### Exercise brief
Check each line of the listing below for the string "could", then give only the number of lines where it occurs.

### Data to process
++++++++
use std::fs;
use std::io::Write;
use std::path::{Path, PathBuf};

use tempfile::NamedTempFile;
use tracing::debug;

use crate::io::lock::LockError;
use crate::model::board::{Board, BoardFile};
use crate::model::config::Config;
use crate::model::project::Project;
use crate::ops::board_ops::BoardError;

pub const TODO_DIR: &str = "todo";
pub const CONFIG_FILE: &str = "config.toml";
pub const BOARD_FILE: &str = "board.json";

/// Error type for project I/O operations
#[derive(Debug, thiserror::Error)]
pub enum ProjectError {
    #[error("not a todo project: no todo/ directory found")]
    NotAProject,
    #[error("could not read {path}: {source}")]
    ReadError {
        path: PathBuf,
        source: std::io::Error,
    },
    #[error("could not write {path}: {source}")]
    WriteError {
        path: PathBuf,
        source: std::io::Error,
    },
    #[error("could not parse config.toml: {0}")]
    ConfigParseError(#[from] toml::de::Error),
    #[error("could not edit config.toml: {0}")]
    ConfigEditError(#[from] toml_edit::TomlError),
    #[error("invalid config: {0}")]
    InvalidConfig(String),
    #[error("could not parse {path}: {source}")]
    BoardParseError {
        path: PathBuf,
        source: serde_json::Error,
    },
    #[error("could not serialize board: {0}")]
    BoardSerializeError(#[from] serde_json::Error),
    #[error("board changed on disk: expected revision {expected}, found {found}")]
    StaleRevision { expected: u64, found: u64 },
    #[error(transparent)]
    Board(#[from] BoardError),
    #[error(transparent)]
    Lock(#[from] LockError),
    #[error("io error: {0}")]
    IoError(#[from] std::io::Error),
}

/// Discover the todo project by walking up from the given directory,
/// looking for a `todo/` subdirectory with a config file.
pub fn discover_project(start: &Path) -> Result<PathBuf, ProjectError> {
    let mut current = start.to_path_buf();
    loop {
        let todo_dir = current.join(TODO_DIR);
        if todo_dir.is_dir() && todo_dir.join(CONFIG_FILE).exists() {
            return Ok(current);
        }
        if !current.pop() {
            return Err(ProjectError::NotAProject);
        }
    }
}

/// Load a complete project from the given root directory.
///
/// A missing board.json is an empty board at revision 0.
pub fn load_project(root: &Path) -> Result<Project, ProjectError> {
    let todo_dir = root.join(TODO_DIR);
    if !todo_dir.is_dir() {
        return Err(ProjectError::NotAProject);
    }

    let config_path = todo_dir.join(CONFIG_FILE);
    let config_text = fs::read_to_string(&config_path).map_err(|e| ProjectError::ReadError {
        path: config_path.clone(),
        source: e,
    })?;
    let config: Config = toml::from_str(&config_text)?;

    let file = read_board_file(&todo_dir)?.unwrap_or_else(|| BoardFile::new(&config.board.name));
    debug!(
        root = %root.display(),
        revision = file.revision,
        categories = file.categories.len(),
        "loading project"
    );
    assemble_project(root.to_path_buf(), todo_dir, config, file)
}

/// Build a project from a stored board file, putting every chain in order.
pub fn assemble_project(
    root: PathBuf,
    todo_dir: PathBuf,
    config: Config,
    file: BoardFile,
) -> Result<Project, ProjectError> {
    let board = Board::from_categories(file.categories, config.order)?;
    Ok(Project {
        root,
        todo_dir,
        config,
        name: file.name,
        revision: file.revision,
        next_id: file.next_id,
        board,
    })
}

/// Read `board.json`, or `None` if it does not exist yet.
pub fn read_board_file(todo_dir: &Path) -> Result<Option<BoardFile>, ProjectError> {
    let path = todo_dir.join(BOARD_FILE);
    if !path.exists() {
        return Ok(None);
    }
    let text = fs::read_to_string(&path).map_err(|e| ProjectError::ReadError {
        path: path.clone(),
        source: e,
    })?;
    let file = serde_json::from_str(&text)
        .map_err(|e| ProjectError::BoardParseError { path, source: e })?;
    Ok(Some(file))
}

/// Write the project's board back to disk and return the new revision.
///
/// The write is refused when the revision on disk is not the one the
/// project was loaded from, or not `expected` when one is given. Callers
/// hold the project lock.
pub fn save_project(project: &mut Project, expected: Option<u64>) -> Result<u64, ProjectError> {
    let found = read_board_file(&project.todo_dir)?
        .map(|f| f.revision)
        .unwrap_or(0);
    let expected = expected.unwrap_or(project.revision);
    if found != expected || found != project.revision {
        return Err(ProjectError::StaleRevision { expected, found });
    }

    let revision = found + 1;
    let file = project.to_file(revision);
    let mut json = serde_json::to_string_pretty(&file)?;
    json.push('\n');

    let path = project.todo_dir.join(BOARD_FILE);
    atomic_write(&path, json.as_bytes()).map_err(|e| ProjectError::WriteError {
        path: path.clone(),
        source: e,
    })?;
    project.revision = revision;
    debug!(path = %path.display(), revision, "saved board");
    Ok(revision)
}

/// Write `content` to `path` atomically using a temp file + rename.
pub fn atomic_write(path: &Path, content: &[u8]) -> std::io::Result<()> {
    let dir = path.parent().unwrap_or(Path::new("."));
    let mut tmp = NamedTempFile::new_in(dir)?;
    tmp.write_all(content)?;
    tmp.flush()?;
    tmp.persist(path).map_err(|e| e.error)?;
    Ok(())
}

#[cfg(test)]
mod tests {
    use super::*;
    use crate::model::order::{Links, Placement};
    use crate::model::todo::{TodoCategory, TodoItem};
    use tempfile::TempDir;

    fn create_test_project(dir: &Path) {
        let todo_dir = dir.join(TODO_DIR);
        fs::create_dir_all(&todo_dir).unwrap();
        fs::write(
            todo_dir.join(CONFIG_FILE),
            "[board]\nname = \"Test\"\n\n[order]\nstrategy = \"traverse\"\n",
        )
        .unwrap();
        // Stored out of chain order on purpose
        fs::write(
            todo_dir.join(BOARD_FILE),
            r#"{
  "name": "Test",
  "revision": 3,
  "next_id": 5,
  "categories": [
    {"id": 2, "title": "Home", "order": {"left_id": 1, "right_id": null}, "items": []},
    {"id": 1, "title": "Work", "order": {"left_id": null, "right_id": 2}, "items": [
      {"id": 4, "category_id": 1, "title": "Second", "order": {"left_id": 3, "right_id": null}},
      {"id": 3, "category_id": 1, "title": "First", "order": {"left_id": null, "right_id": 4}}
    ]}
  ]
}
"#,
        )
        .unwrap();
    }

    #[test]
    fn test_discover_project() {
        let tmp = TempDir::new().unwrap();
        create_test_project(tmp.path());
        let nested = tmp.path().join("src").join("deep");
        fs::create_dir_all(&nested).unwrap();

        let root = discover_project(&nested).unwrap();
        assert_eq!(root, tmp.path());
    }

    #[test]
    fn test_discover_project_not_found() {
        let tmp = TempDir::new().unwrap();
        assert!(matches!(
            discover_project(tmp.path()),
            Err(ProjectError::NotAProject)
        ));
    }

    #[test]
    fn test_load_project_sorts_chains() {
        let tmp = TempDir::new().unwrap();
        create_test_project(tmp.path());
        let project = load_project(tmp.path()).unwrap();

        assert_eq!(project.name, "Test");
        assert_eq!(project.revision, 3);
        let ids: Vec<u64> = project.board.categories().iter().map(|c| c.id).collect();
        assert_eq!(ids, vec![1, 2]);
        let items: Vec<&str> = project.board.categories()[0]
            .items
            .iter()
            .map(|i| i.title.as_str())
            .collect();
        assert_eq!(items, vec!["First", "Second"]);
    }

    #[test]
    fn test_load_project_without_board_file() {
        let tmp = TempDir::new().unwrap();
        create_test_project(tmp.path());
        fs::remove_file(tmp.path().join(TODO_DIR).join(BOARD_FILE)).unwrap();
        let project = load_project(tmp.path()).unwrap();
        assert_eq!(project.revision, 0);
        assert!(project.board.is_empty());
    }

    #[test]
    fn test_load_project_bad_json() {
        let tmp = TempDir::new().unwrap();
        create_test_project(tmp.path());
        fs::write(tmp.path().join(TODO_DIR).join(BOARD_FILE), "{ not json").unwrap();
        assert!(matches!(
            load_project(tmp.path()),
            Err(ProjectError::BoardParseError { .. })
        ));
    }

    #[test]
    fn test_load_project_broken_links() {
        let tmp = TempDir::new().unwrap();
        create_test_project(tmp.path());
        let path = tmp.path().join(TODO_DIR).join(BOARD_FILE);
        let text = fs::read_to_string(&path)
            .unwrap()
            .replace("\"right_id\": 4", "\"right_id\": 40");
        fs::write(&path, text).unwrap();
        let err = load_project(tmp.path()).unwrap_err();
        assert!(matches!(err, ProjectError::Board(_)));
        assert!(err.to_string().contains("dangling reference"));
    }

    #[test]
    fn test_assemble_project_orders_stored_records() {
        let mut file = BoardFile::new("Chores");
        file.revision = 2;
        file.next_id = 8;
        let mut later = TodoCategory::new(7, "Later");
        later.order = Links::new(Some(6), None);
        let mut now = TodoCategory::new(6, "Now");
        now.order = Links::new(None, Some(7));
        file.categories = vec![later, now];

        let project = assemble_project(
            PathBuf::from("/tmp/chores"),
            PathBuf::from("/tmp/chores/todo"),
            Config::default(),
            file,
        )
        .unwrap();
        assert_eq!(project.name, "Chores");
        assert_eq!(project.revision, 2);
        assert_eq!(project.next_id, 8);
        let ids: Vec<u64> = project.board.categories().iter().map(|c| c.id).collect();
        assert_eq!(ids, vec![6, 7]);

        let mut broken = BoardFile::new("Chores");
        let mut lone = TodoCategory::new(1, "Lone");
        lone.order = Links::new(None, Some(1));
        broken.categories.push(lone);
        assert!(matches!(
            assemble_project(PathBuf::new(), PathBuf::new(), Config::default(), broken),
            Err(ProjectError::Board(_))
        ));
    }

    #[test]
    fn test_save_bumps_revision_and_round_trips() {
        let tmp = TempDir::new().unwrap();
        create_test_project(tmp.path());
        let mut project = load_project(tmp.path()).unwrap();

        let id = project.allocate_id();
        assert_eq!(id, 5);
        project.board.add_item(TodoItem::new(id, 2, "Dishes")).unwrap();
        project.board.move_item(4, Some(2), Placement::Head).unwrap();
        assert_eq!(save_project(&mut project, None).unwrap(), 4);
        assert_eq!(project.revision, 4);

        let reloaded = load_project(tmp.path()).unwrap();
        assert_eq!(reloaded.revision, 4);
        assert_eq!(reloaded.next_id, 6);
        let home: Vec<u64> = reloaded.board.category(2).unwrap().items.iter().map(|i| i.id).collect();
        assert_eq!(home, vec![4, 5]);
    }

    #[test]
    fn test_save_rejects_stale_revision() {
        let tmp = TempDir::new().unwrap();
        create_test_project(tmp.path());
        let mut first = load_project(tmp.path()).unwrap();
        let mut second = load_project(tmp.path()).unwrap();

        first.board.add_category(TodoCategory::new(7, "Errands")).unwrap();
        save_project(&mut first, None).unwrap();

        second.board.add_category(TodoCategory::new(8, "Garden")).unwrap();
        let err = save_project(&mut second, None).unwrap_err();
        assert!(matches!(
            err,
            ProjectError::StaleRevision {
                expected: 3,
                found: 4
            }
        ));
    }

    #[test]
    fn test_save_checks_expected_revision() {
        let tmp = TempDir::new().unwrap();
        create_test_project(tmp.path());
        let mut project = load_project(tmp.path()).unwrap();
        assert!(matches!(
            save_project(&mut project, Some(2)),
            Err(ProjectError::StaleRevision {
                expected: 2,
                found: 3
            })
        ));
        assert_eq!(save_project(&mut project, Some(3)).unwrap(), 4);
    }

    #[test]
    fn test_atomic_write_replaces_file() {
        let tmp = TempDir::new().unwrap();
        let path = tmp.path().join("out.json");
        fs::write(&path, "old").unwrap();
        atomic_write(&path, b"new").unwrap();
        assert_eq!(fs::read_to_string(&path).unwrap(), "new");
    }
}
++++++++
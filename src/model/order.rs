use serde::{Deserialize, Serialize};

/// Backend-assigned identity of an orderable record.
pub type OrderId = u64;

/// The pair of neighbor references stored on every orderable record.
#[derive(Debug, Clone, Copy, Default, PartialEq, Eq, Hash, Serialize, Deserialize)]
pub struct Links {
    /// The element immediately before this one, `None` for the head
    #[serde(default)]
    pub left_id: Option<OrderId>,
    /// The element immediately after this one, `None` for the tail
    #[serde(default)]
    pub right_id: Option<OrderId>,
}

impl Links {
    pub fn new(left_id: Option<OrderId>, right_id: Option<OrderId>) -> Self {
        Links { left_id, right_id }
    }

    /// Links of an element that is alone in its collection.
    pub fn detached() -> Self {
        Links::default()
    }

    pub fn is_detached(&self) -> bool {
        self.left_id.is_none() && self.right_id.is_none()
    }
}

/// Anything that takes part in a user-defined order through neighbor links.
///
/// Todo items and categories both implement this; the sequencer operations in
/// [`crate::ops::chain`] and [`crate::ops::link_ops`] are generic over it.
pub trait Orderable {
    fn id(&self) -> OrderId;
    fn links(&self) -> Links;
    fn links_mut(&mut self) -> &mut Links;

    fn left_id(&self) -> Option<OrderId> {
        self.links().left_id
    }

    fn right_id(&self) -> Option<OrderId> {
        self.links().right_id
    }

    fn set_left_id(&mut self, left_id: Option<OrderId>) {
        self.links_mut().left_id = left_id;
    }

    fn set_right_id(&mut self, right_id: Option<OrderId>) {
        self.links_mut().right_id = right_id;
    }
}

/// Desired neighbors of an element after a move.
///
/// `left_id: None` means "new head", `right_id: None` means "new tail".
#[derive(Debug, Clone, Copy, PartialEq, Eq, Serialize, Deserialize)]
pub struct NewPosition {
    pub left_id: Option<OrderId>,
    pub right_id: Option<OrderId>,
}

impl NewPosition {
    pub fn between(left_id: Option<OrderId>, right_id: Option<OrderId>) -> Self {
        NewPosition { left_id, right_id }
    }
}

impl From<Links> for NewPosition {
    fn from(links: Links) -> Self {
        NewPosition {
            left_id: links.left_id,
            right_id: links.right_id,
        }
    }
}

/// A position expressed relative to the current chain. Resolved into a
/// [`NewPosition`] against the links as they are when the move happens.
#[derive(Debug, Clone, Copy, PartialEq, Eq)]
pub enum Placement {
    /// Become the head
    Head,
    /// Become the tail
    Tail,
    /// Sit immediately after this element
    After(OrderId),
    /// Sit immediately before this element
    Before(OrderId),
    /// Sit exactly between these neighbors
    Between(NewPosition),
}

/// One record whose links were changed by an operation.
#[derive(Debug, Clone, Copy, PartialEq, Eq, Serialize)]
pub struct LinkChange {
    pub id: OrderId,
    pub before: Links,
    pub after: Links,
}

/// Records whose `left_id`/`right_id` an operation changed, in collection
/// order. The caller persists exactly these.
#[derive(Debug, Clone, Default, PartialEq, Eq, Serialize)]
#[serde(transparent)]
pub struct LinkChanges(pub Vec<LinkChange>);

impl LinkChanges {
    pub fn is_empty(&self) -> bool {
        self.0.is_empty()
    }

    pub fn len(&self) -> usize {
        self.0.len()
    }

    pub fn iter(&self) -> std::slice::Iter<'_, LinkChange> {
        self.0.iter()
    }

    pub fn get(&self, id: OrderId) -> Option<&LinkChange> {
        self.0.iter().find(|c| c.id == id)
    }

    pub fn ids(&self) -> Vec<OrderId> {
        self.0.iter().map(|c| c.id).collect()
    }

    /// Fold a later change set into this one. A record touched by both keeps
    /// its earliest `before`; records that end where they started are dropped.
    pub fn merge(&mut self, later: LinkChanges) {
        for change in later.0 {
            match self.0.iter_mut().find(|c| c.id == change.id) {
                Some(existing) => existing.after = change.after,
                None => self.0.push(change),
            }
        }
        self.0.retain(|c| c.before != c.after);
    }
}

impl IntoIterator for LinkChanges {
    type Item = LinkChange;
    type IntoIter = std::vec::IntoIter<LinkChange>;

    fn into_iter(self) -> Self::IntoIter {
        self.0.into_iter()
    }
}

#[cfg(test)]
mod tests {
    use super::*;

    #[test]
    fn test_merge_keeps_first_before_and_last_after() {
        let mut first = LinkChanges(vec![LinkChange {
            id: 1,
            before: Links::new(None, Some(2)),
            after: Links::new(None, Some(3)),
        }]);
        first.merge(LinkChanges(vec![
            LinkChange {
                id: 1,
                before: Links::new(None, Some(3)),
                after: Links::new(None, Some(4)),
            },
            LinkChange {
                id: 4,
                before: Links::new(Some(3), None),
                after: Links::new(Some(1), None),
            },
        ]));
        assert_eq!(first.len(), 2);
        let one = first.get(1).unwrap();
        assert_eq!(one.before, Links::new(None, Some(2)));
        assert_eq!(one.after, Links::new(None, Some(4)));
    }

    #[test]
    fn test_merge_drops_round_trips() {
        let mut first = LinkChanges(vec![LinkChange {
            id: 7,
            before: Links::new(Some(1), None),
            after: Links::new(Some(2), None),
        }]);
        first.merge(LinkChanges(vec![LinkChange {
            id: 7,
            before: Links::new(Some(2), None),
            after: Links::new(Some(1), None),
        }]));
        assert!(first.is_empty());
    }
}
++++++++
### Output for this exercise
6